From today, all companies bidding for government contracts worth more than £5m a year must commit to achieving Net Zero emissions by 2050.
The UK is the first country in the world to put such a measure in place, and this policy will apply to all central government departments, as well as their Executive Agencies and Non-Departmental Public Bodies.
The new rules, first announced in June, are set to drive forward the government’s green agenda while also striking a balance to not overly burden and potentially exclude small and medium-sized enterprises (SMEs) from bidding for government work.
Andrew Griffith, UK Net Zero Business COP Champion, commented on the announcement: “The message to businesses is clear – engaging on net zero is no longer an option but a necessity from today, with businesses large and small now needing firm climate plans and commitments in place to supply major government contracts.

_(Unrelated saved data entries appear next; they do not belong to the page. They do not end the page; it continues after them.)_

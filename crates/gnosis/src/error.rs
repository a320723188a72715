//! Error types for the gnosis library.
//!
//! Failures fall into a few groups:
//! - The input URL is not from a supported site
//! - The page could not be retrieved
//! - The page was retrieved but did not describe a paper
//! - Catalog storage and configuration failures
//!
//! # Examples
//!
//! ```no_run
//! use gnosis::{extract::Extractor, prelude::*};
//!
//! # async fn example() -> Result<(), GnosisError> {
//! match Extractor::new()?.extract("https://example.com/paper").await {
//!   Err(GnosisError::UnsupportedSite(url)) => println!("No extractor for {url}"),
//!   Err(GnosisError::Fetch(e)) => println!("Fetch failed: {e}"),
//!   Err(e) => println!("Other error: {e}"),
//!   Ok(extraction) => println!("{:?}", extraction.result),
//! }
//! # Ok(())
//! # }
//! ```

use thiserror::Error;

/// Error type alias used for the [`gnosis`](crate) crate.
pub type Result<T> = core::result::Result<T, GnosisError>;

/// Message shown to a user when a URL is not from a supported site.
pub const UNSUPPORTED_SITE_MESSAGE: &str = "Source website is not supported";

/// Message shown to a user when a page could not be turned into a paper.
///
/// Fetch failures and pages missing required fields are reported the same way.
pub const INVALID_SOURCE_MESSAGE: &str = "Invalid source, please try again.";

/// Errors that can occur when importing and cataloguing papers.
#[derive(Error, Debug)]
pub enum GnosisError {
  /// The URL does not match any supported hosting site.
  ///
  /// Carries the URL as given. No request is made for such URLs.
  #[error("Source website is not supported: {0}")]
  UnsupportedSite(String),

  /// The page could not be retrieved.
  #[error(transparent)]
  Fetch(#[from] FetchError),

  /// A fetched page is missing one or more of title, authors and abstract.
  #[error("Page is missing required fields: {}", .missing.join(", "))]
  PartialExtraction {
    /// Names of the missing fields
    missing: Vec<&'static str>,
  },

  /// An attempt to add a paper whose title is already in the catalog.
  #[error("Tried to add a paper titled \"{0}\" that was already in the catalog.")]
  DuplicatePaper(String),

  /// A SQLite operation failed.
  #[error(transparent)]
  Sqlite(#[from] rusqlite::Error),

  /// An async SQLite operation failed.
  #[error(transparent)]
  AsyncSqlite(#[from] tokio_rusqlite::Error),

  /// A file system operation failed.
  #[error(transparent)]
  Path(#[from] std::io::Error),

  /// A configuration file could not be parsed.
  #[error(transparent)]
  TomlDe(#[from] toml::de::Error),

  /// A configuration could not be serialized.
  #[error(transparent)]
  TomlSer(#[from] toml::ser::Error),

  /// The HTTP client could not be constructed.
  #[error("Failed to build HTTP client: {0}")]
  Client(reqwest::Error),

  /// Configuration is missing or invalid.
  #[error("{0}")]
  Config(String),
}

impl GnosisError {
  /// The message an end user sees for this error.
  ///
  /// Fetch failures and partial extractions share one message, everything else
  /// uses the error's own display text.
  pub fn user_message(&self) -> String {
    match self {
      GnosisError::UnsupportedSite(_) => UNSUPPORTED_SITE_MESSAGE.to_string(),
      GnosisError::Fetch(_) | GnosisError::PartialExtraction { .. } =>
        INVALID_SOURCE_MESSAGE.to_string(),
      e => e.to_string(),
    }
  }
}

/// The broad reason a page fetch failed.
#[derive(Debug, Clone, Copy, PartialEq, Eq)]
pub enum FetchErrorKind {
  /// The server answered with a non-success status
  Http,
  /// The server could not be reached
  Network,
}

impl std::fmt::Display for FetchErrorKind {
  fn fmt(&self, f: &mut std::fmt::Formatter<'_>) -> std::fmt::Result {
    match self {
      FetchErrorKind::Http => write!(f, "http"),
      FetchErrorKind::Network => write!(f, "network"),
    }
  }
}

/// Failure to retrieve a paper page. Never retried by this crate.
#[derive(Error, Debug)]
pub enum FetchError {
  /// The server returned a non-2xx status.
  #[error("fetch failed, reason=http: {url} returned status {status}")]
  Http {
    /// Requested URL
    url:    String,
    /// Status code returned by the server
    status: u16,
  },

  /// DNS, connection, TLS or timeout failure.
  #[error("fetch failed, reason=network: {url}: {source}")]
  Network {
    /// Requested URL
    url:    String,
    /// Underlying client error
    source: reqwest::Error,
  },
}

impl FetchError {
  /// Which half of the failure taxonomy this error belongs to.
  pub fn kind(&self) -> FetchErrorKind {
    match self {
      FetchError::Http { .. } => FetchErrorKind::Http,
      FetchError::Network { .. } => FetchErrorKind::Network,
    }
  }
}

“As we prepare to host the UN COP26 Summit this is exactly the type of leadership and collaboration required from government and business to show the world that we are serious about investing in a greener, more prosperous future.”
A carbon reduction plan sets out where an organisation’s emissions come from and the environmental management measures that they have in place.
Some large companies already self-report parts of their carbon emissions, known as Scope 1 (direct) and Scope 2 (indirect owned) emissions as part of the Streamlined Energy and Carbon Reporting regulations published in 2018.
The new rules will go further, requiring a commitment to achieving Net Zero by 2050 at the latest, and the reporting of some Scope 3 emissions, including business travel, employee commuting, transportation, distribution and waste for the first time.
Scope 3 emissions represent a significant proportion of an organisation’s carbon footprint.
According to the Cabinet Office, understanding, reporting and reducing these emissions will play a substantial role in decarbonising government’s supply chain, and the UK economy as a whole.
CBI’s Director of Decarbonisation, Tom Thackray, added: “The scale and breadth of spend makes public sector procurement an essential tool in driving net zero progress across all sectors and regions of the country.
“This new policy will provide a sharp focal point for public-private partnerships.
“Responding to their customers and investors, businesses are eager to accelerate progress towards net zero as part of a broader sustainability agenda.
“Working with the public sector they can demonstrate their excellence and underline the world-leading progress many industries have already made.”